> What is being asked: What is the count of lines in the records that include "stderr"? Reply with that number alone.

> Material provided:
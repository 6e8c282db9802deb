//! ciel — field runtime experiments
//!
//! Usage:
//!   ciel run <name> [--steps N] [--out PATH]   → run one built-in, print its metrics line
//!   ciel list                                  → one experiment name per line
//!   ciel config [--config PATH]                → effective runtime config as TOML

use anyhow::Context;
use ciel::cli::{self, Cli, Commands, RunOptions};
use clap::Parser;
use std::io::Write;
use tracing_subscriber::{layer::SubscriberExt, util::SubscriberInitExt};

fn main() {
    let cli = match Cli::try_parse() {
        Ok(cli) => cli,
        Err(err) => {
            // help and version go to stdout; usage errors to stderr
            let _ = err.print();
            std::process::exit(cli::usage_exit_code(&err));
        }
    };
    init_tracing();

    if let Err(err) = execute(cli.command) {
        eprintln!("error: {:#}", err);
        std::process::exit(cli::exit_code_for(&err));
    }
}

fn execute(command: Commands) -> anyhow::Result<()> {
    let stdout = std::io::stdout();
    let mut out = stdout.lock();
    match command {
        Commands::Run {
            name,
            steps,
            out: path,
            config,
            grid,
            seed,
        } => {
            let opts = RunOptions {
                name,
                steps,
                out: path,
                config,
                grid,
                seed,
            };
            cli::run_experiment(&opts, |key| std::env::var(key).ok(), &mut out)
                .with_context(|| format!("experiment {}", opts.name))?;
        }
        Commands::List => cli::list_experiments(&mut out)?,
        Commands::Config { config } => cli::show_config(config.as_deref(), &mut out)?,
    }
    out.flush()?;
    Ok(())
}

fn init_tracing() {
    tracing_subscriber::registry()
        .with(
            tracing_subscriber::EnvFilter::try_from_default_env()
                .unwrap_or_else(|_| "ciel=info".into()),
        )
        .with(tracing_subscriber::fmt::layer().with_writer(std::io::stderr))
        .init();
}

> Task solution: 2